About this task>
Where does the string "substantial" occur in the records? Copy each line that holds it.

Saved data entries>
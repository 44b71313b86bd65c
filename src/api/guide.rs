use anyhow::Context;
use axum::{
    extract::State,
    http::header,
    response::{IntoResponse, Response},
};
use tracing::info;

use super::{ApiError, AppState};
use crate::dal;
use crate::model::db_model::StopDb;

fn guide_prompt(source: &StopDb, destination: &StopDb) -> String {
    format!(
        "I need a tourist explore guidance. I will tell you a source place and a destination place. \
         The guidance should include substantial information about at least one point of interest at the source. \
         It should also include substantial information about at least one point of interest at the destination, \
         and other substantial information to enhance a tourist's experience using the guide. \
         Please tell me the tour plan and POI details. \
         The source is {} (latitude {}, longitude {}), the destination is {} (latitude {}, longitude {}).",
        source.name,
        source.latitude,
        source.longitude,
        destination.name,
        destination.latitude,
        destination.longitude,
    )
}

/// `GET /guide` plans a trip between two random cached stops and serves it as a text file
pub async fn tourism_guide(State(state): State<AppState>) -> Result<Response, ApiError> {
    let (source, destination) = dal::sample_two_distinct_stops(&state.pool)
        .await?
        .ok_or_else(|| {
            ApiError::invalid_field("At least two stops must be cached to create a guide")
        })?;

    let guide = state
        .enrichment
        .complete(&guide_prompt(&source, &destination))
        .await?;

    let artifact = &state.guide;
    let contents = {
        let _guard = artifact.lock.lock().await;

        tokio::fs::write(&artifact.path, format!("{guide}\n"))
            .await
            .with_context(|| format!("Error writing guide to {}", artifact.path.display()))?;

        tokio::fs::read(&artifact.path)
            .await
            .with_context(|| format!("Error reading guide from {}", artifact.path.display()))?
    };

    info!(
        "wrote guide from {} to {} ({} bytes)",
        source.name,
        destination.name,
        contents.len()
    );

    let file_name = artifact
        .path
        .file_name()
        .map_or_else(|| "guide.txt".into(), |n| n.to_string_lossy());

    Ok((
        [
            (header::CONTENT_TYPE, "text/plain; charset=utf-8".to_string()),
            (
                header::CONTENT_DISPOSITION,
                format!("attachment; filename=\"{file_name}\""),
            ),
        ],
        contents,
    )
        .into_response())
}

Answer to the exercise>
         The guidance should include substantial information about at least one point of interest at the source. \
         It should also include substantial information about at least one point of interest at the destination, \
         and other substantial information to enhance a tourist's experience using the guide. \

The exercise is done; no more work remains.